Provided data Start Marker
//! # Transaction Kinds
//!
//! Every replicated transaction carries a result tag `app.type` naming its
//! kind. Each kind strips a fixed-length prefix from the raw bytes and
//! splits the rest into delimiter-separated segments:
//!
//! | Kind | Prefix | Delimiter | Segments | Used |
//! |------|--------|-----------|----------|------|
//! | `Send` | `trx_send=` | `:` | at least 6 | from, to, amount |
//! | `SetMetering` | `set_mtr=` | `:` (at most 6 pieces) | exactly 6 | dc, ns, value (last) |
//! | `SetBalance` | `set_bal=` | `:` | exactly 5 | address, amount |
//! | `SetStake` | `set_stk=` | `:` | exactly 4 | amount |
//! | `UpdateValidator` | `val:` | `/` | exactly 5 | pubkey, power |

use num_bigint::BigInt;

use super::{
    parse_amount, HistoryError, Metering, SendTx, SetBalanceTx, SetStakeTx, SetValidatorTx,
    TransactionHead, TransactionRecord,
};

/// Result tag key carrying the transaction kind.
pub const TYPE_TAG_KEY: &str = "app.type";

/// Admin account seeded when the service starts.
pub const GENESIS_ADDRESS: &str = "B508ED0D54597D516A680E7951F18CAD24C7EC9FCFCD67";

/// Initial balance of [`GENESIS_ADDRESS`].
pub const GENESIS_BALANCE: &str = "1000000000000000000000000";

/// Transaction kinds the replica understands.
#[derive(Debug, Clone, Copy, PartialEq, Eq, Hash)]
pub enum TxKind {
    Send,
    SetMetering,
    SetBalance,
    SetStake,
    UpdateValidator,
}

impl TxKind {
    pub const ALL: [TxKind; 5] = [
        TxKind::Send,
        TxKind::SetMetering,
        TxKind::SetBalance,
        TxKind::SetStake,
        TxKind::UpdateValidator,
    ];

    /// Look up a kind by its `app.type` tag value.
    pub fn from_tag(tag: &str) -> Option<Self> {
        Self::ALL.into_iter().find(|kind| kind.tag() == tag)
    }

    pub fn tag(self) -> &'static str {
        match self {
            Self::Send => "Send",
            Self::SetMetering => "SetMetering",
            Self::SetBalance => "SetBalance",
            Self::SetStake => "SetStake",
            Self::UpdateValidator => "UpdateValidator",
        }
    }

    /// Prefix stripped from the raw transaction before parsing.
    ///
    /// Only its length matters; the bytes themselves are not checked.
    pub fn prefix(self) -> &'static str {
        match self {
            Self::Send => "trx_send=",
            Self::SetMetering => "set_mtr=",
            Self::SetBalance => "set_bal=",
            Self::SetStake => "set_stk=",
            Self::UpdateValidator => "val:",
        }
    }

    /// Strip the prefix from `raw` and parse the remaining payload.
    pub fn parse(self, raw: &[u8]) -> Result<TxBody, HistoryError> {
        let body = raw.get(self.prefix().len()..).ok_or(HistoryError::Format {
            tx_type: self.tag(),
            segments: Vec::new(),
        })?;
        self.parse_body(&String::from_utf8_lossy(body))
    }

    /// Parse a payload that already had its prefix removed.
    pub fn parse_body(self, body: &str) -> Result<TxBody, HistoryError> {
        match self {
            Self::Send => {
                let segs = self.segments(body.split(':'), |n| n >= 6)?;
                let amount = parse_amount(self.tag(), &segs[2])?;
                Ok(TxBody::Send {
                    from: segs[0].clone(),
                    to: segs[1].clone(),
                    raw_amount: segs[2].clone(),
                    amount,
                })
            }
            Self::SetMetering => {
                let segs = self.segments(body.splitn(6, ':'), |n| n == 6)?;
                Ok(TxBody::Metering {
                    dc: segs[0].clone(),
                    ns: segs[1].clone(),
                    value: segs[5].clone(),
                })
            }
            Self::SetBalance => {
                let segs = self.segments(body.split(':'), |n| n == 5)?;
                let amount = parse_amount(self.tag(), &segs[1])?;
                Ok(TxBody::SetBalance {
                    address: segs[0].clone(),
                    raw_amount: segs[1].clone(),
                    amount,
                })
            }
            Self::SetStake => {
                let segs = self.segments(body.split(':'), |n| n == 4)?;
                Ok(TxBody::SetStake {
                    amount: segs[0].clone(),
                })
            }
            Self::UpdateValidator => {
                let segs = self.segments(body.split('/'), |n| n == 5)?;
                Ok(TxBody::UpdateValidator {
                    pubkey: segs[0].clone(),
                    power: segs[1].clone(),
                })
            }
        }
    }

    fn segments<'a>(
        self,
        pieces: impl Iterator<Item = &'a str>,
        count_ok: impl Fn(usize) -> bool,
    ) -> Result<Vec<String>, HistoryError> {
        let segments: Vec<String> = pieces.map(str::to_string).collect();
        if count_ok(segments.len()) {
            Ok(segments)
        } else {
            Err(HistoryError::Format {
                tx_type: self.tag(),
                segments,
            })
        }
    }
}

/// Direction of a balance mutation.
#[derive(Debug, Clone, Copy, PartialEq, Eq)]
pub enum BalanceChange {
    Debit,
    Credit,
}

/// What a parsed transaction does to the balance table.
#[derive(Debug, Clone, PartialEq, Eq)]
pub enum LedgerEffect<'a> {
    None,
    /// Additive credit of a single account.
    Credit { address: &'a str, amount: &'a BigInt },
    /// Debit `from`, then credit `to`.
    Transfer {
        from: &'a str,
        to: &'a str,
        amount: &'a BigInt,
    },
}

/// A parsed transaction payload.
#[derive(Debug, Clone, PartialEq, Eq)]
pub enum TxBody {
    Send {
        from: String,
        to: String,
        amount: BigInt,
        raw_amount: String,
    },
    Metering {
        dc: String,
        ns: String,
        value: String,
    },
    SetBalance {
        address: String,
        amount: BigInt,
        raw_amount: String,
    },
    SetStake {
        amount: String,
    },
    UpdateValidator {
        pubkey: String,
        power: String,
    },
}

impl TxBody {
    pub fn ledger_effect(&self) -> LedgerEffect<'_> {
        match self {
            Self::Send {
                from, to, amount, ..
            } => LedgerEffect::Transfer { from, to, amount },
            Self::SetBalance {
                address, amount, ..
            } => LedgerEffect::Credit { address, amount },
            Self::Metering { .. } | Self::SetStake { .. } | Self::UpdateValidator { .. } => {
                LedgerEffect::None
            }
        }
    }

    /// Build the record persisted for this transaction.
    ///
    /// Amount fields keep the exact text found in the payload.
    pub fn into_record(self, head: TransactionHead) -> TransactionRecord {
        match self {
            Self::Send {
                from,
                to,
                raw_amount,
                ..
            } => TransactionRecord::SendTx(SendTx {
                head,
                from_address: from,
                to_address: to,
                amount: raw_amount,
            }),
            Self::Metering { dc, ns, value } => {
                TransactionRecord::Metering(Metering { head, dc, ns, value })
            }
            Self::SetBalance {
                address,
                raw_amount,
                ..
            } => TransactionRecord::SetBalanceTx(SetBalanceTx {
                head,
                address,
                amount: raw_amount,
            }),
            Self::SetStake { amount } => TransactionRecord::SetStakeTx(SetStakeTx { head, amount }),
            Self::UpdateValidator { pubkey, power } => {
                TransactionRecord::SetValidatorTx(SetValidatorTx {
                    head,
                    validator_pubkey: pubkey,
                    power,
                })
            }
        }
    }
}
Provided data End Marker
Provided data Start Marker
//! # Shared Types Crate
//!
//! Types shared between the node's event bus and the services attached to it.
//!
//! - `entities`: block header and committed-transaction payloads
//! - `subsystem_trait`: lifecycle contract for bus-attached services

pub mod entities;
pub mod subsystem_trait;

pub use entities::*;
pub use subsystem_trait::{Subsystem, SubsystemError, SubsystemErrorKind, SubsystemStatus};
Provided data End Marker
Provided data Start Marker
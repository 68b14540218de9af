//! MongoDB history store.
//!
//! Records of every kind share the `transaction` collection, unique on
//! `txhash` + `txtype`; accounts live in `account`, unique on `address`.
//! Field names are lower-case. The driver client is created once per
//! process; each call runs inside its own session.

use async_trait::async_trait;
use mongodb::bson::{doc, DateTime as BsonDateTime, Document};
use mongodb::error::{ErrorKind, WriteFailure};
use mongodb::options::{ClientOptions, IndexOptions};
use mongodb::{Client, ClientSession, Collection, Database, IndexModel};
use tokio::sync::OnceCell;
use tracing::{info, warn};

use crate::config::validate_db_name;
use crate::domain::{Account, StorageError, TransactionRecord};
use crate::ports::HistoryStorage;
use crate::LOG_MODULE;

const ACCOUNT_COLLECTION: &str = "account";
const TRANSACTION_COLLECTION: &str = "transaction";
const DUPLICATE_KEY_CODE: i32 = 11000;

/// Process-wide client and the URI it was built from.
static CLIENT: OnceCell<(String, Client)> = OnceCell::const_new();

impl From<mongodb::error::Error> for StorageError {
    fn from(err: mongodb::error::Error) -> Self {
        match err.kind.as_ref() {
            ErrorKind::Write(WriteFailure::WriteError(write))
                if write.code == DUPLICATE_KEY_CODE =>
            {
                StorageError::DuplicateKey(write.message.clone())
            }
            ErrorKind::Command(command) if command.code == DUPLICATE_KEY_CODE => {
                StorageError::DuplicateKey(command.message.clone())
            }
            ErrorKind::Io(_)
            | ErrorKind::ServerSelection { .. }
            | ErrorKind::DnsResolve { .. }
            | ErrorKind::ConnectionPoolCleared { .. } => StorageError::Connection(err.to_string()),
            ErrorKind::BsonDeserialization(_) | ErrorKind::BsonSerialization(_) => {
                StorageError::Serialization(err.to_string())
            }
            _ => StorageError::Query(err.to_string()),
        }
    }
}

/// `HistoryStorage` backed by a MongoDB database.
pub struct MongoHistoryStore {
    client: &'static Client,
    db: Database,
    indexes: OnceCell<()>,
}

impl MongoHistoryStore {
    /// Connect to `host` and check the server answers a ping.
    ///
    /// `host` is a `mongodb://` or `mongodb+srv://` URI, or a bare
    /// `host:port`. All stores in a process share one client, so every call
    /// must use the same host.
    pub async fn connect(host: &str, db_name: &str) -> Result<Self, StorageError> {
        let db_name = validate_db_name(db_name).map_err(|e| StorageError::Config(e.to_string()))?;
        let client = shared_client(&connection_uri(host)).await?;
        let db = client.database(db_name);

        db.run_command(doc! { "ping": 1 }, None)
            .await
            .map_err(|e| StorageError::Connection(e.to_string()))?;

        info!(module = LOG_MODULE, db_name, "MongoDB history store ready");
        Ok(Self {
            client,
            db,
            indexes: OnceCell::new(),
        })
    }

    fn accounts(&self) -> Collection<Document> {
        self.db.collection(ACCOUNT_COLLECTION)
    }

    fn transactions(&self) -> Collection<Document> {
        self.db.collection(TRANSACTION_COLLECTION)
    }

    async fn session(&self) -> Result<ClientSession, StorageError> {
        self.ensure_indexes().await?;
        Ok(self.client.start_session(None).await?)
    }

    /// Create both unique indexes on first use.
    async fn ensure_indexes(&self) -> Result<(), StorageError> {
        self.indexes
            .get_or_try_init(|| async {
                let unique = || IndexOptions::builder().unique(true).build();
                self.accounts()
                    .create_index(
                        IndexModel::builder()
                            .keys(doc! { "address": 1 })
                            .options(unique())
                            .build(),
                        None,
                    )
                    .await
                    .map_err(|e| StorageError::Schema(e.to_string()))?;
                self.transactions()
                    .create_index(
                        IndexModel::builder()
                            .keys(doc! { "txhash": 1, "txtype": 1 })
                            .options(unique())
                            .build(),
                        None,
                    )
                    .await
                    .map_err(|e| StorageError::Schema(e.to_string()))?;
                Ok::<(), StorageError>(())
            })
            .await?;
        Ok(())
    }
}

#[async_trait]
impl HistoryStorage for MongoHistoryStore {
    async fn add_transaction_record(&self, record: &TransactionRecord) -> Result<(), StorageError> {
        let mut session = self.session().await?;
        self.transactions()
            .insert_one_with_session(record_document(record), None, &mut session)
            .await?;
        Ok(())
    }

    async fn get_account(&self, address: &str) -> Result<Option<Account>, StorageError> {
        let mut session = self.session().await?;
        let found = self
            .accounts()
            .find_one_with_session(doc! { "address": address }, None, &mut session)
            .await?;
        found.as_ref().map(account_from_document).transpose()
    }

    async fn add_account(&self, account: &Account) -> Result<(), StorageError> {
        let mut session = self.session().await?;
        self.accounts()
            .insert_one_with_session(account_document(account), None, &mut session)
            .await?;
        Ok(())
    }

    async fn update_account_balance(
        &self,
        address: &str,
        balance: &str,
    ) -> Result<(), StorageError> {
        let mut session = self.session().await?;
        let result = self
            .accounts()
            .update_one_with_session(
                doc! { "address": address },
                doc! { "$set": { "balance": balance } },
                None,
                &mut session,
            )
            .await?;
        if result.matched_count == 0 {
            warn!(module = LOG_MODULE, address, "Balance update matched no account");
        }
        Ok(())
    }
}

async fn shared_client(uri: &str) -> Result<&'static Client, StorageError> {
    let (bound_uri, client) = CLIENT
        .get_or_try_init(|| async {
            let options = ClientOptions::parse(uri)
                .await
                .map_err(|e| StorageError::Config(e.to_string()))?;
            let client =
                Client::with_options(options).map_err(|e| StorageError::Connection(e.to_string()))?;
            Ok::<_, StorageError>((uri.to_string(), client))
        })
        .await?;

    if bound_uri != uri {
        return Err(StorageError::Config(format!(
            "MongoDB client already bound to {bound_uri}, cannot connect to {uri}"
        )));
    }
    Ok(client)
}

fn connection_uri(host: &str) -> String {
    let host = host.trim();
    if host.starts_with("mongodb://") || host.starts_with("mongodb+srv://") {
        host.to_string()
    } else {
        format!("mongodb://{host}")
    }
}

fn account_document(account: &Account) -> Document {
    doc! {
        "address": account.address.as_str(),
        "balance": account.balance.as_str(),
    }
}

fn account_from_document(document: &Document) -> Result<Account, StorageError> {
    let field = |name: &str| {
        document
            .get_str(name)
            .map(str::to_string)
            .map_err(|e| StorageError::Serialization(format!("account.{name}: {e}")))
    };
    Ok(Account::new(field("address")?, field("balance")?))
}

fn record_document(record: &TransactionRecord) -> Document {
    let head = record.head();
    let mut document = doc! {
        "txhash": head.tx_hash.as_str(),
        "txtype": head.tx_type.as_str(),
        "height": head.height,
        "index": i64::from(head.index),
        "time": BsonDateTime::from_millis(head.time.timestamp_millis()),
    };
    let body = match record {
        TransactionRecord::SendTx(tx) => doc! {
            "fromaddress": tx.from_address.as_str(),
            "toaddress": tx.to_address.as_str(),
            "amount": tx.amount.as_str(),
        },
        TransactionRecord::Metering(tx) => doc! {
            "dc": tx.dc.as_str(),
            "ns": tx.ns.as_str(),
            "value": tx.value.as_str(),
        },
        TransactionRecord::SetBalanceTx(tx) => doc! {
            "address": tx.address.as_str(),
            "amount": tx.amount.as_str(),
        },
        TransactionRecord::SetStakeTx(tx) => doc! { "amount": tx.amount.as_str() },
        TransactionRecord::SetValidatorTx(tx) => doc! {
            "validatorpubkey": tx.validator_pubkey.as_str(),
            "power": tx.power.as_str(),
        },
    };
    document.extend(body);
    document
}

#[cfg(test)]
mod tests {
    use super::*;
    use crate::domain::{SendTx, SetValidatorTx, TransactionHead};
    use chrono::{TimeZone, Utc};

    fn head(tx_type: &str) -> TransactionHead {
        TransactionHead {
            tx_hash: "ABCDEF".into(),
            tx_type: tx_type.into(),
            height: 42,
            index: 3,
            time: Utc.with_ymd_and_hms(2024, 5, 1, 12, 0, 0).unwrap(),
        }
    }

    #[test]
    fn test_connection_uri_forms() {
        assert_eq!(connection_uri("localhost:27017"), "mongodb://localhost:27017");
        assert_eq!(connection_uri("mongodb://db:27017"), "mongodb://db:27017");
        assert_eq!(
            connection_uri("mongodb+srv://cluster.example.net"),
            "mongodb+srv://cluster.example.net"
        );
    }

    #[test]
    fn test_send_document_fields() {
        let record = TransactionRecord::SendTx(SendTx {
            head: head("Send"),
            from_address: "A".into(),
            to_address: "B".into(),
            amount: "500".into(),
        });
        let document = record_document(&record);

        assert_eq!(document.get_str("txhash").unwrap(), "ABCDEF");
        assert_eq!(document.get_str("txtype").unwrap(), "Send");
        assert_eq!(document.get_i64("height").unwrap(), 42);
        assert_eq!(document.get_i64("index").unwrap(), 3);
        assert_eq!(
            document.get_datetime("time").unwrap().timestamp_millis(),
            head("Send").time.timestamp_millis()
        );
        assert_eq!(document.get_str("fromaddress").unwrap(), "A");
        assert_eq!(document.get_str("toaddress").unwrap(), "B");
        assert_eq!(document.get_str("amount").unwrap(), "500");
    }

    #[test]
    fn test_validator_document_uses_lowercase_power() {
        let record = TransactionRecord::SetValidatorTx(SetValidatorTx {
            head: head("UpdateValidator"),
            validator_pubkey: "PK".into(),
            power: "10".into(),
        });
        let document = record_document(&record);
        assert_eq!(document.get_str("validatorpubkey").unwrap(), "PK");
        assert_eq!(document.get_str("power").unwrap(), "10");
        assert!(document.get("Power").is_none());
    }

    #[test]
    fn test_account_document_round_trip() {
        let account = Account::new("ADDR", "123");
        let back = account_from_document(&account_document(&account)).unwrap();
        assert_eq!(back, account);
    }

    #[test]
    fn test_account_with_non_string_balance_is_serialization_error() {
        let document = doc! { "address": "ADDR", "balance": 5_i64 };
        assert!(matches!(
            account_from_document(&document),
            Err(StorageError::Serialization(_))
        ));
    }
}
Provided data End Marker
**Task goal:** Give the number of lines in the records above that contain the word "height". Reply with that number alone.

**Response for this exercise:** 3